Data for this task START

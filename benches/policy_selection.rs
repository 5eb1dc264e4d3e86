use criterion::{black_box, criterion_group, criterion_main, BenchmarkId, Criterion};
use metis::domain::models::{
    DecisionState, LearningConfig, OutcomeRecord, PolicyKind, RawOutcome, RewardConfig,
    StateActionKey, TaskRequest, VariantId,
};
use metis::services::policies::{build_policy_of_kind, extract_features, LinUcbPolicy};
use metis::services::{PolicyContext, RewardCalculator, TaskClassifier, ValueStore};
use std::sync::Arc;

const KINDS: [PolicyKind; 4] = [
    PolicyKind::QLearning,
    PolicyKind::Ucb1,
    PolicyKind::Thompson,
    PolicyKind::LinUcb,
];

fn populated_store(candidates: &[VariantId], state: &DecisionState) -> Arc<ValueStore> {
    let store = Arc::new(ValueStore::in_memory());
    for (i, variant) in candidates.iter().enumerate() {
        let key = state.key_for(variant);
        for _ in 0..=(i % 7) {
            store.update(&key, (i as f64 / candidates.len() as f64) * 2.0 - 1.0, true);
        }
    }
    store
}

fn bench_select(c: &mut Criterion) {
    let mut group = c.benchmark_group("policy_select");
    let request = TaskRequest::new("bench", "fix the flaky integration test in the parser");
    let context = PolicyContext::with_features(extract_features(&request));
    let state = DecisionState::new("bench", "bug_fix");

    for size in [4usize, 32, 256] {
        let candidates: Vec<VariantId> = (0..size).map(|i| format!("v{i:04}").into()).collect();
        let store = populated_store(&candidates, &state);

        for kind in KINDS {
            let mut config = LearningConfig::default();
            config.seed = Some(42);
            let linucb = Arc::new(LinUcbPolicy::new(Arc::clone(&store), &config));
            let policy = build_policy_of_kind(kind, &config, Arc::clone(&store), &linucb);

            group.bench_with_input(BenchmarkId::new(kind.as_str(), size), &candidates, |b, cands| {
                b.iter(|| policy.select(black_box(&state), black_box(cands), &context))
            });
        }
    }
    group.finish();
}

fn bench_update(c: &mut Criterion) {
    let request = TaskRequest::new("bench", "write unit tests for the cache");
    let context = PolicyContext::with_features(extract_features(&request));
    let key = StateActionKey::new("bench", "testing", "v0001");
    let store = Arc::new(ValueStore::in_memory());
    let config = LearningConfig::default();
    let linucb = Arc::new(LinUcbPolicy::new(Arc::clone(&store), &config));

    for kind in KINDS {
        let policy = build_policy_of_kind(kind, &config, Arc::clone(&store), &linucb);
        c.bench_function(&format!("policy_update/{}", kind.as_str()), |b| {
            b.iter(|| policy.update(black_box(&key), black_box(0.5), &context))
        });
    }
}

fn bench_reward_and_classify(c: &mut Criterion) {
    let calculator = RewardCalculator::new(RewardConfig::default());
    let outcome = OutcomeRecord::from_raw(
        &RawOutcome::success()
            .with_quality(0.8)
            .with_duration(240.0)
            .with_errors(1),
    )
    .unwrap();
    c.bench_function("reward_calculate", |b| {
        b.iter(|| calculator.calculate(black_box(&outcome)))
    });

    let classifier = TaskClassifier::new(&Default::default());
    let hints = vec!["src/parser.rs".to_string(), "tests/parser_test.rs".to_string()];
    c.bench_function("classify", |b| {
        b.iter(|| {
            classifier.classify(
                black_box("fix the regression in the parser and add a test"),
                black_box(&hints),
            )
        })
    });
}

criterion_group!(benches, bench_select, bench_update, bench_reward_and_classify);
criterion_main!(benches);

Data for this task END

- [Problem]: All entries are to be repeated exactly and completely.

- [Result of this exercise]:
filename benches/policy_selection.rs
repository 5eb1dc264e4d3e86
use criterion::{black_box, criterion_group, criterion_main, BenchmarkId, Criterion};
use metis::domain::models::{
    DecisionState, LearningConfig, OutcomeRecord, PolicyKind, RawOutcome, RewardConfig,
    StateActionKey, TaskRequest, VariantId,
};
use metis::services::policies::{build_policy_of_kind, extract_features, LinUcbPolicy};
use metis::services::{PolicyContext, RewardCalculator, TaskClassifier, ValueStore};
use std::sync::Arc;

const KINDS: [PolicyKind; 4] = [
    PolicyKind::QLearning,
    PolicyKind::Ucb1,
    PolicyKind::Thompson,
    PolicyKind::LinUcb,
];

fn populated_store(candidates: &[VariantId], state: &DecisionState) -> Arc<ValueStore> {
    let store = Arc::new(ValueStore::in_memory());
    for (i, variant) in candidates.iter().enumerate() {
        let key = state.key_for(variant);
        for _ in 0..=(i % 7) {
            store.update(&key, (i as f64 / candidates.len() as f64) * 2.0 - 1.0, true);
        }
    }
    store
}

fn bench_select(c: &mut Criterion) {
    let mut group = c.benchmark_group("policy_select");
    let request = TaskRequest::new("bench", "fix the flaky integration test in the parser");
    let context = PolicyContext::with_features(extract_features(&request));
    let state = DecisionState::new("bench", "bug_fix");

    for size in [4usize, 32, 256] {
        let candidates: Vec<VariantId> = (0..size).map(|i| format!("v{i:04}").into()).collect();
        let store = populated_store(&candidates, &state);

        for kind in KINDS {
            let mut config = LearningConfig::default();
            config.seed = Some(42);
            let linucb = Arc::new(LinUcbPolicy::new(Arc::clone(&store), &config));
            let policy = build_policy_of_kind(kind, &config, Arc::clone(&store), &linucb);

            group.bench_with_input(BenchmarkId::new(kind.as_str(), size), &candidates, |b, cands| {
                b.iter(|| policy.select(black_box(&state), black_box(cands), &context))
            });
        }
    }
    group.finish();
}

fn bench_update(c: &mut Criterion) {
    let request = TaskRequest::new("bench", "write unit tests for the cache");
    let context = PolicyContext::with_features(extract_features(&request));
    let key = StateActionKey::new("bench", "testing", "v0001");
    let store = Arc::new(ValueStore::in_memory());
    let config = LearningConfig::default();
    let linucb = Arc::new(LinUcbPolicy::new(Arc::clone(&store), &config));

    for kind in KINDS {
        let policy = build_policy_of_kind(kind, &config, Arc::clone(&store), &linucb);
        c.bench_function(&format!("policy_update/{}", kind.as_str()), |b| {
            b.iter(|| policy.update(black_box(&key), black_box(0.5), &context))
        });
    }
}

fn bench_reward_and_classify(c: &mut Criterion) {
    let calculator = RewardCalculator::new(RewardConfig::default());
    let outcome = OutcomeRecord::from_raw(
        &RawOutcome::success()
            .with_quality(0.8)
            .with_duration(240.0)
            .with_errors(1),
    )
    .unwrap();
    c.bench_function("reward_calculate", |b| {
        b.iter(|| calculator.calculate(black_box(&outcome)))
    });

    let classifier = TaskClassifier::new(&Default::default());
    let hints = vec!["src/parser.rs".to_string(), "tests/parser_test.rs".to_string()];
    c.bench_function("classify", |b| {
        b.iter(|| {
            classifier.classify(
                black_box("fix the regression in the parser and add a test"),
                black_box(&hints),
            )
        })
    });
}

criterion_group!(benches, bench_select, bench_update, bench_reward_and_classify);
criterion_main!(benches);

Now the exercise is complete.